JRay - 10, 9 and 7 should be fine for a GSD. If you had said they were 4, 2 and 1 I might have recommended that you hold off, although my 2 kids grew up with a 100 pound Samoyed from the time they were born. 

As for skin issues - GSD's are known to sometimes have problems with their skin/allergies. It's like hip dysplasia, it kind of comes with the breed, so I think it's genetic. We have switched his food to fish based protein, as the chicken based chow we were feeding him seemed to really set it off. He is definitely better, although he still scratches more than normal and his skin hasn't cleared up entirely.
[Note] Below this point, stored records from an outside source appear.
//! Operating mode resolution.

use serde::Serialize;
use std::fmt;

use super::flags::FlagSet;

/// Flag that selects agent mode.
pub const AGENT_FLAG: &str = "agent";

/// Operating mode of the process.
#[derive(Debug, Clone, Copy, PartialEq, Eq, Hash, Serialize)]
#[serde(rename_all = "lowercase")]
pub enum Mode {
    /// Full ingestion, query and admin surface.
    Server,
    /// Forwarding only, no local query or admin surface.
    Agent,
}

impl Mode {
    pub fn as_str(self) -> &'static str {
        match self {
            Mode::Server => "server",
            Mode::Agent => "agent",
        }
    }
}

impl fmt::Display for Mode {
    fn fmt(&self, f: &mut fmt::Formatter<'_>) -> fmt::Result {
        f.write_str(self.as_str())
    }
}

/// Resolve the mode from the flags.
///
/// `--agent` present with any value other than `false` selects agent mode;
/// everything else is server mode.
pub fn resolve(flags: &FlagSet) -> Mode {
    match flags.get(AGENT_FLAG) {
        Some(value) if !value.trim().eq_ignore_ascii_case("false") => Mode::Agent,
        _ => Mode::Server,
    }
}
Honestly, on a scale of 1-10 I would say our concern is about a 2 - it does bug him a little, but it's not like he's constantly scratching or has any hot spots.

No worries on his intelligence - he's plenty smart and had no problem learning basic obedience, but then the GSD is a smart breed so any quality breeder should be able to provide you with an intelligent and trainable dog.

One word of warning, I have had a couple of GSD's and I would say that, as a puppy, my current dog was definitely the most active. He basically had two settings, top speed and asleep. He started calming down at about 18 months, but before then if he was awake he basically wanted to be playing/interacting with me, my wife or our other dog. I work from home, so I'm always around. Not sure if he would have done well if left alone for 8-10 hours a day.


----------



## Jax08 (Feb 13, 2009)

Go to
germanshepherddog.com
---Events/Clubs

There are several trials coming up in June. Many clubs. Go visit the clubs and watch the dogs. You'll find what you like


----------



## John C. (Mar 6, 2013)

Abby kennels is another good recommendation. I've met the owner/breeder who is pretty well known in schutzhund circles, as well as a couple of their dogs. This is a working line kennel and the two adult dogs I've seen were serious schutzhund dogs. Very solid temperaments and tons of drive. However, most litters have a range of puppies, so I'm sure that if you talked to the breeder he could help you pick a puppy with lower drives that would not be a top sport prospect but that would be perfect for an active family.


----------



## JRay (May 31, 2016)

*GSD Breeders in NEast*

Has anyone heard or had experience with the breeder - Seelnvoll German Shepherds? They are a small breeder, high up in Maine (Penobscot region) and seem to breed selectively throughout the year. The folks seem knowledgeable and their dogs types and temperament seem to be a good fit but wanted to see if anyone had any input.

Thanks in advance.


----------



## JRay (May 31, 2016)

LoveEcho said:


> I think you can do better than Seelenvoll, especially for what they're charging. For that amount of money, I want to see the breeder working and titling their own dogs.
> 
> I have a dog from Abby Kennels in MA and she's just about the best dog I could ever have asked for. I had purchased her from a very specific litter with the hopes of doing IPO, but life had other plans and she's now an active family pet (and mountain climber extraordinaire). Rock solid temperament, fantastic drive with equally fantastic off switch, and zero health issues. I've met a few dogs from Kevin that I've really liked.
> 
> That being said, there are a wealth of good breeders in the greater NE area- it might be worth going to visit some clubs and meeting some dogs to see what you like. WL GSD's aren't for everyone, if you've never had one before- I'd recommend going out and meeting as many dogs as possible and seeing what kind of personality meshes with your family, especially if you've got kids. Luckily we're heading into the summer and there are doggie events galore to go check out.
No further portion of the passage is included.